[Records shown Boundary: Start]

#[cfg(test)]
mod tests {
    use super::*;
    use crate::supervisor::PoolConfig;
    use crate::supervisor::tests::{FakeSpawner, Reply};
    use lsperf_core::{Identifier, LanguageSession, SourceFile, Toolchain};
    use lsperf_ipc::RelationCacheSizes;
    use std::path::Path;
    use std::sync::atomic::Ordering;
    use std::time::Duration;

    struct FakeToolchain {
        files: Vec<SourceFile>,
    }

    impl Toolchain for FakeToolchain {
        fn version(&self) -> &str {
            "5.4"
        }

        fn project_files(&self, _package_dir: &Path) -> Result<Vec<SourceFile>, ServiceError> {
            Ok(self.files.clone())
        }

        fn open_session(
            &self,
            _package_dir: &Path,
        ) -> Result<Box<dyn LanguageSession>, ServiceError> {
            Err(ServiceError::Compile("not in the supervisor".to_string()))
        }

        fn batch_compile(&self, _package_dir: &Path) -> Result<BatchCompileResult, ServiceError> {
            Err(ServiceError::Compile("not in the supervisor".to_string()))
        }
    }

    struct FixedResolver;

    impl PackageResolver for FixedResolver {
        fn resolve(&self, name: &str, version: &str) -> Result<ResolvedPackage, OrchestratorError> {
            if name == "missing" {
                return Err(OrchestratorError::Resolve {
                    package: format!("{name}@{version}"),
                    message: "not published".to_string(),
                });
            }
            Ok(ResolvedPackage {
                directory: PathBuf::from(format!("/pkgs/{name}/{version}")),
                source_version: Some("abc123".to_string()),
            })
        }
    }

    fn file(path: &str, is_test: bool, count: u32) -> SourceFile {
        SourceFile {
            path: path.to_string(),
            is_declaration: false,
            is_test,
            identifiers: (0..count)
                .map(|i| Identifier {
                    text: format!("id{i}"),
                    offset: i * 10,
                    line: i + 1,
                    column: 1,
                })
                .collect(),
        }
    }

    fn registry() -> ToolchainRegistry {
        ToolchainRegistry::new().register(FakeToolchain {
            files: vec![
                file("src/index.ts", false, 50),
                file("test/a.test.ts", true, 4),
                file("test/b.test.ts", true, 6),
            ],
        })
    }

    fn batch(unresolved: &[&str]) -> BatchCompileResult {
        BatchCompileResult {
            type_count: 4_200,
            memory_usage: 64 << 20,
            relation_cache_sizes: RelationCacheSizes {
                assignable: 10,
                identity: 2,
                subtype: 5,
                strict_subtype: 1,
            },
            unresolved_modules: unresolved.iter().map(|s| s.to_string()).collect(),
        }
    }

    fn request(name: &str) -> BenchmarkRequest {
        BenchmarkRequest {
            package_name: name.to_string(),
            package_version: "1.0".to_string(),
            toolchain_version: "5.4".to_string(),
            iterations: 3,
            max_positions: Some(5),
        }
    }

    fn pool(spawner: FakeSpawner) -> WorkerPool<FakeSpawner> {
        WorkerPool::new(
            spawner,
            PoolConfig {
                jobs: 2,
                call_timeout: Duration::from_secs(5),
                max_run_time: None,
                crash_recovery: true,
            },
        )
    }

    #[test]
    fn test_build_matrix_is_trial_major() {
        let positions: Vec<SamplePosition> = (0..3)
            .map(|i| SamplePosition {
                file: "a.test.ts".to_string(),
                offset: i,
                identifier_text: "x".to_string(),
                line: 1,
                column: i + 1,
            })
            .collect();
        let matrix = build_matrix(&positions, 2, "/pkgs/a", "5.4");
        let offsets: Vec<u32> = matrix.iter().map(|m| m.offset).collect();
        assert_eq!(offsets, vec![0, 1, 2, 0, 1, 2]);
        assert!(matrix.iter().all(|m| m.toolchain_version == "5.4"));
    }

    #[test]
    fn test_run_package_end_to_end() {
        let registry = registry();
        let spawner = FakeSpawner::new(|_, _| Reply::Measure(12.0)).with_batch(batch(&[]));
        let sent = spawner.sent.clone();
        let mut orchestrator = Orchestrator::new(&registry, &FixedResolver, pool(spawner));

        let mut last = (0, 0);
        let benchmark = orchestrator
            .run_package(&request("react"), |done, total| last = (done, total))
            .unwrap();

        assert_eq!(benchmark.run.identifier_count, 10);
        assert_eq!(benchmark.run.source_version.as_deref(), Some("abc123"));
        let batch = benchmark.batch.unwrap();
        assert_eq!(batch.type_count, 4_200);
        assert_eq!(batch.relation_cache_sizes.assignable, 10);
        assert_eq!(benchmark.positions.len(), 5);
        assert!(benchmark.positions.iter().all(|p| p.trial_count() == 3));
        assert!(
            benchmark
                .positions
                .iter()
                .all(|p| p.file.ends_with(".test.ts"))
        );
        assert!(!benchmark.run.language_service_crashed);
        assert_eq!(sent.lock().unwrap().len(), 15);
        assert_eq!(last, (15, 15));
    }

    #[test]
    fn test_unresolved_modules_abort_before_measuring() {
        let registry = registry();
        let spawner =
            FakeSpawner::new(|_, _| Reply::Measure(1.0)).with_batch(batch(&["left-pad"]));
        let sent = spawner.sent.clone();
        let mut orchestrator = Orchestrator::new(&registry, &FixedResolver, pool(spawner));

        let err = orchestrator
            .run_package(&request("react"), |_, _| {})
            .unwrap_err();
        match err {
            OrchestratorError::UnresolvedModules { package, modules } => {
                assert_eq!(package, "react@1.0");
                assert_eq!(modules, vec!["left-pad"]);
            }
            other => panic!("unexpected error: {other}"),
        }
        assert!(sent.lock().unwrap().is_empty());
    }

    #[test]
    fn test_lost_batch_compile_keeps_measuring() {
        let registry = registry();
        // No batch reply: the one-shot worker hangs until the call timeout
        let spawner = FakeSpawner::new(|_, _| Reply::Measure(3.0));
        let sent = spawner.sent.clone();
        let pool = WorkerPool::new(
            spawner,
            PoolConfig {
                jobs: 2,
                call_timeout: Duration::from_millis(50),
                max_run_time: None,
                crash_recovery: true,
            },
        );
        let mut orchestrator = Orchestrator::new(&registry, &FixedResolver, pool);

        let benchmark = orchestrator
            .run_package(&request("react"), |_, _| {})
            .unwrap();
        assert_eq!(benchmark.batch, None);
        assert!(benchmark.run.language_service_crashed);
        assert_eq!(benchmark.positions.len(), 5);
        assert_eq!(sent.lock().unwrap().len(), 15);
    }

    #[test]
    fn test_lost_batch_compile_fails_fast() {
        let registry = registry();
        let spawner = FakeSpawner::new(|_, _| Reply::Measure(3.0));
        let sent = spawner.sent.clone();
        let pool = WorkerPool::new(
            spawner,
            PoolConfig {
                jobs: 1,
                call_timeout: Duration::from_millis(50),
                max_run_time: None,
                crash_recovery: false,
            },
        );
        let mut orchestrator = Orchestrator::new(&registry, &FixedResolver, pool);

        assert!(matches!(
            orchestrator.run_package(&request("react"), |_, _| {}),
            Err(OrchestratorError::Supervisor(SupervisorError::Timeout))
        ));
        assert!(sent.lock().unwrap().is_empty());
    }

    #[test]
    fn test_crashes_degrade_trials() {
        let registry = registry();
        let spawner = FakeSpawner::new(|input, attempt| {
            if input.offset == 0 && attempt == 2 {
                Reply::Crash
            } else {
                Reply::Measure(5.0)
            }
        })
        .with_batch(batch(&[]));
        let spawned = spawner.spawned.clone();
        let mut orchestrator = Orchestrator::new(&registry, &FixedResolver, pool(spawner));

        let benchmark = orchestrator
            .run_package(&request("react"), |_, _| {})
            .unwrap();
        assert!(benchmark.run.language_service_crashed);
        let trials: usize = benchmark.positions.iter().map(|p| p.trial_count()).sum();
        // offset 0 appears in both test files
        assert_eq!(trials, 15 - 2);
        assert!(spawned.load(Ordering::SeqCst) > 2);
    }

    #[test]
    fn test_resolve_failure_propagates() {
        let registry = registry();
        let spawner = FakeSpawner::new(|_, _| Reply::Measure(1.0)).with_batch(batch(&[]));
        let mut orchestrator = Orchestrator::new(&registry, &FixedResolver, pool(spawner));
        assert!(matches!(
            orchestrator.run_package(&request("missing"), |_, _| {}),
            Err(OrchestratorError::Resolve { .. })
        ));
    }

    #[test]
    fn test_unknown_toolchain() {
        let registry = registry();
        let spawner = FakeSpawner::new(|_, _| Reply::Measure(1.0)).with_batch(batch(&[]));
        let mut orchestrator = Orchestrator::new(&registry, &FixedResolver, pool(spawner));
        let mut req = request("react");
        req.toolchain_version = "3.9".to_string();
        assert!(matches!(
            orchestrator.run_package(&req, |_, _| {}),
            Err(OrchestratorError::Service(ServiceError::UnknownToolchain(_)))
        ));
    }

    #[test]
    fn test_directory_resolver() {
        let dir = tempfile::tempdir().unwrap();
        let pkg = dir.path().join("react").join("18.2");
        std::fs::create_dir_all(&pkg).unwrap();
        std::fs::write(pkg.join(".source-version"), "deadbeef\n").unwrap();

        let resolver = DirectoryResolver::new(dir.path());
        let resolved = resolver.resolve("react", "18.2").unwrap();
        assert_eq!(resolved.directory, pkg);
        assert_eq!(resolved.source_version.as_deref(), Some("deadbeef"));
        assert!(resolver.resolve("react", "17.0").is_err());
    }
}
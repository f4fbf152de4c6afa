//! Significance Rules
//!
//! A rule is a base classifier wrapped by an ordered list of modifiers. The
//! modifiers fold over the base: `modifiers[0]` wraps the base rule,
//! `modifiers[1]` wraps that, and so on, so the last modifier runs first.

use lsperf_report::PackageBenchmarkSummary;
use serde::{Deserialize, Serialize};

/// How notable a change is
#[derive(Debug, Clone, Copy, PartialEq, Eq, Hash, Serialize, Deserialize)]
#[serde(rename_all = "lowercase")]
pub enum Significance {
    /// Worse by more than the warning threshold
    Warning,
    /// Worse by more than the alert threshold
    Alert,
    /// Better by more than the awesome threshold
    Awesome,
}

/// What to do when a proportional rule's reference metric has no usable value
#[derive(Debug, Clone, Copy, Default, PartialEq, Eq, Serialize, Deserialize)]
#[serde(rename_all = "kebab-case")]
pub enum MissingReferencePolicy {
    /// Judge the raw percent difference as if there were no reference
    #[default]
    UseUnnormalized,
    /// Report no significance at all
    Suppress,
}

/// Thresholds shared by every rule
#[derive(Debug, Clone, Serialize, Deserialize)]
#[serde(default)]
pub struct SignificanceConfig {
    /// Percent-diff rules: regression above this is a warning
    pub warning_threshold: f64,
    /// Percent-diff rules: regression above this is an alert
    pub alert_threshold: f64,
    /// Percent-diff rules: improvement below this is awesome
    pub awesome_threshold: f64,
    /// Order-of-magnitude rules: ratio at or above this is a warning
    pub warning_multiple: f64,
    /// Order-of-magnitude rules: ratio at or above this is an alert
    pub alert_multiple: f64,
    /// Order-of-magnitude rules: ratio at or below this is awesome
    pub awesome_multiple: f64,
    /// Behavior when a proportional reference is missing
    pub missing_reference: MissingReferencePolicy,
}

impl Default for SignificanceConfig {
    fn default() -> Self {
        Self {
            warning_threshold: 0.2,
            alert_threshold: 1.0,
            awesome_threshold: -0.2,
            warning_multiple: 5.0,
            alert_multiple: 10.0,
            awesome_multiple: 0.5,
            missing_reference: MissingReferencePolicy::UseUnnormalized,
        }
    }
}

impl SignificanceConfig {
    /// Check threshold ordering
    pub fn validate(&self) -> Result<(), String> {
        if !(self.awesome_threshold < 0.0
            && self.warning_threshold > 0.0
            && self.warning_threshold <= self.alert_threshold)
        {
            return Err(format!(
                "thresholds must satisfy awesome < 0 < warning <= alert (got {}, {}, {})",
                self.awesome_threshold, self.warning_threshold, self.alert_threshold
            ));
        }
        if !(0.0 < self.awesome_multiple
            && self.awesome_multiple < 1.0
            && 1.0 < self.warning_multiple
            && self.warning_multiple <= self.alert_multiple)
        {
            return Err(format!(
                "multiples must satisfy 0 < awesome < 1 < warning <= alert (got {}, {}, {})",
                self.awesome_multiple, self.warning_multiple, self.alert_multiple
            ));
        }
        Ok(())
    }
}

/// Extracts a metric value from a summary
pub type ValueExtractor = fn(&PackageBenchmarkSummary) -> Option<f64>;

/// `(after - before) / before`, undefined when `before` is zero.
pub fn percent_diff(before: f64, after: f64) -> Option<f64> {
    if before == 0.0 {
        None
    } else {
        Some((after - before) / before)
    }
}

/// Everything a rule may look at for one metric
#[derive(Debug, Clone, Copy)]
pub struct Observation<'a> {
    pub percent_diff: f64,
    pub before_value: f64,
    pub after_value: f64,
    pub before: &'a PackageBenchmarkSummary,
    pub after: &'a PackageBenchmarkSummary,
}

/// Innermost classifier
#[derive(Debug, Clone, Copy, PartialEq, Eq)]
pub enum BaseRule {
    /// Thresholds on the relative change
    PercentDiff,
    /// Thresholds on the after/before ratio
    OrderOfMagnitude,
    /// Informational metric, never significant
    Insignificant,
}

impl BaseRule {
    /// Classify a percent difference
    pub fn judge(self, percent_diff: f64, config: &SignificanceConfig) -> Option<Significance> {
        match self {
            BaseRule::PercentDiff => {
                if percent_diff > config.alert_threshold {
                    Some(Significance::Alert)
                } else if percent_diff > config.warning_threshold {
                    Some(Significance::Warning)
                } else if percent_diff < config.awesome_threshold {
                    Some(Significance::Awesome)
                } else {
                    None
                }
            }
            BaseRule::OrderOfMagnitude => {
                let ratio = 1.0 + percent_diff;
                if ratio >= config.alert_multiple {
                    Some(Significance::Alert)
                } else if ratio >= config.warning_multiple {
                    Some(Significance::Warning)
                } else if ratio <= config.awesome_multiple {
                    Some(Significance::Awesome)
                } else {
                    None
                }
            }
            BaseRule::Insignificant => None,
        }
    }
}

/// A stage wrapping the rule built so far
#[derive(Debug, Clone, Copy)]
pub enum Modifier {
    /// Nothing is significant while the after value is below `min`
    Floor { min: f64 },
    /// Judge the change relative to the change in a reference metric
    ProportionalTo {
        reference: ValueExtractor,
        reference_name: &'static str,
    },
}

impl Modifier {
    /// Apply this stage around `inner`
    pub fn apply(
        &self,
        observation: &Observation<'_>,
        config: &SignificanceConfig,
        inner: impl Fn(&Observation<'_>) -> Option<Significance>,
    ) -> Option<Significance> {
        match *self {
            Modifier::Floor { min } => {
                if observation.after_value < min {
                    None
                } else {
                    inner(observation)
                }
            }
            Modifier::ProportionalTo {
                reference,
                reference_name,
            } => {
                let reference_diff = reference(observation.before)
                    .zip(reference(observation.after))
                    .and_then(|(before, after)| percent_diff(before, after));

                let Some(reference_diff) = reference_diff else {
                    tracing::debug!(reference = reference_name, "reference metric unavailable");
                    return match config.missing_reference {
                        MissingReferencePolicy::UseUnnormalized => inner(observation),
                        MissingReferencePolicy::Suppress => None,
                    };
                };

                let adjusted = Observation {
                    percent_diff: observation.percent_diff - reference_diff,
                    ..*observation
                };
                match inner(&adjusted) {
                    // Normalizing may only confirm an improvement, never invent one
                    Some(Significance::Awesome)
                        if inner(observation) != Some(Significance::Awesome) =>
                    {
                        None
                    }
                    verdict => verdict,
                }
            }
        }
    }
}

/// A base rule plus its modifier stack
#[derive(Debug, Clone, Copy)]
pub struct SignificanceRule {
    pub base: BaseRule,
    pub modifiers: &'static [Modifier],
}

impl SignificanceRule {
    /// Rule without modifiers
    pub const fn plain(base: BaseRule) -> Self {
        Self {
            base,
            modifiers: &[],
        }
    }

    /// Rule with modifiers, applied in order
    pub const fn with(base: BaseRule, modifiers: &'static [Modifier]) -> Self {
        Self { base, modifiers }
    }

    /// Evaluate the full rule
    pub fn evaluate(
        &self,
        observation: &Observation<'_>,
        config: &SignificanceConfig,
    ) -> Option<Significance> {
        self.evaluate_stage(self.modifiers.len(), observation, config)
    }

    /// Evaluate the base wrapped by only the first `depth` modifiers
    pub fn evaluate_stage(
        &self,
        depth: usize,
        observation: &Observation<'_>,
        config: &SignificanceConfig,
    ) -> Option<Significance> {
        match depth.checked_sub(1).and_then(|i| self.modifiers.get(i)) {
            None => self.base.judge(observation.percent_diff, config),
            Some(modifier) => modifier.apply(observation, config, |o| {
                self.evaluate_stage(depth - 1, o, config)
            }),
        }
    }
}
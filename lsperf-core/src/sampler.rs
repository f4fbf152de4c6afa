//! Identifier Sampler
//!
//! Chooses which identifier positions of a package get measured. The choice is
//! deterministic so two runs of the same package version measure the same
//! positions.
//!
//! When the identifier stream is longer than the cap, the cap is split into
//! three bands: 5% from the start, 20% from the end, and the remainder strided
//! evenly through the interior.

use crate::service::SourceFile;

/// Share of the cap taken from the start of the stream, in percent
pub const START_BAND_PERCENT: usize = 5;

/// Share of the cap taken from the end of the stream, in percent
pub const END_BAND_PERCENT: usize = 20;

/// A location to measure, with the identifier details kept for reporting.
#[derive(Debug, Clone, PartialEq, Eq)]
pub struct SamplePosition {
    /// Source file
    pub file: String,
    /// Character offset of the identifier
    pub offset: u32,
    /// Identifier text
    pub identifier_text: String,
    /// 1-based line
    pub line: u32,
    /// 1-based column
    pub column: u32,
}

/// How a cap is split across the three bands.
#[derive(Debug, Clone, Copy, PartialEq, Eq)]
pub struct SamplePlan {
    /// Items kept from the start
    pub start: usize,
    /// Items kept from the end
    pub end: usize,
    /// Budget for the strided interior
    pub interior: usize,
}

impl SamplePlan {
    /// Split `cap` into bands. The start and end bands never exceed the cap.
    pub fn for_cap(cap: usize) -> Self {
        let start = (cap * START_BAND_PERCENT).div_ceil(100).min(cap);
        let end = (cap * END_BAND_PERCENT).div_ceil(100).min(cap - start);
        Self {
            start,
            end,
            interior: cap - start - end,
        }
    }
}

/// Select an order-preserving subsequence of at most `max_positions` items.
///
/// Without a cap, or when the stream already fits, the input is returned unchanged.
pub fn sample_identifiers<T: Clone>(items: &[T], max_positions: Option<usize>) -> Vec<T> {
    let cap = match max_positions {
        Some(cap) if items.len() > cap => cap,
        _ => return items.to_vec(),
    };

    let plan = SamplePlan::for_cap(cap);
    // len > cap >= start + end, so the bands never overlap
    let interior_end = items.len() - plan.end;
    let interior = &items[plan.start..interior_end];

    let mut sampled = Vec::with_capacity(cap);
    sampled.extend_from_slice(&items[..plan.start]);
    if plan.interior > 0 && !interior.is_empty() {
        let stride = interior.len().div_ceil(plan.interior);
        sampled.extend(interior.iter().step_by(stride).cloned());
    }
    sampled.extend_from_slice(&items[interior_end..]);
    sampled
}

/// Number of identifiers in the files that are eligible for measurement.
pub fn measurable_identifier_count(files: &[SourceFile]) -> usize {
    files
        .iter()
        .filter(|f| f.is_measurable())
        .map(|f| f.identifiers.len())
        .sum()
}

/// Sample positions across a package's measurable files.
///
/// The cap is package-wide: files contribute in list order, identifiers in
/// source order, and the sampler runs over that combined stream.
pub fn sample_package_positions(
    files: &[SourceFile],
    max_positions: Option<usize>,
) -> Vec<SamplePosition> {
    let stream: Vec<SamplePosition> = files
        .iter()
        .filter(|f| f.is_measurable())
        .flat_map(|f| {
            f.identifiers.iter().map(move |id| SamplePosition {
                file: f.path.clone(),
                offset: id.offset,
                identifier_text: id.text.clone(),
                line: id.line,
                column: id.column,
            })
        })
        .collect();

    sample_identifiers(&stream, max_positions)
}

[Records shown Boundary: End]

What is being asked –
The answer must consist of every line from the data that holds the string "deadbeef".

Solved problem –
        std::fs::write(pkg.join(".source-version"), "deadbeef\n").unwrap();
        assert_eq!(resolved.source_version.as_deref(), Some("deadbeef"));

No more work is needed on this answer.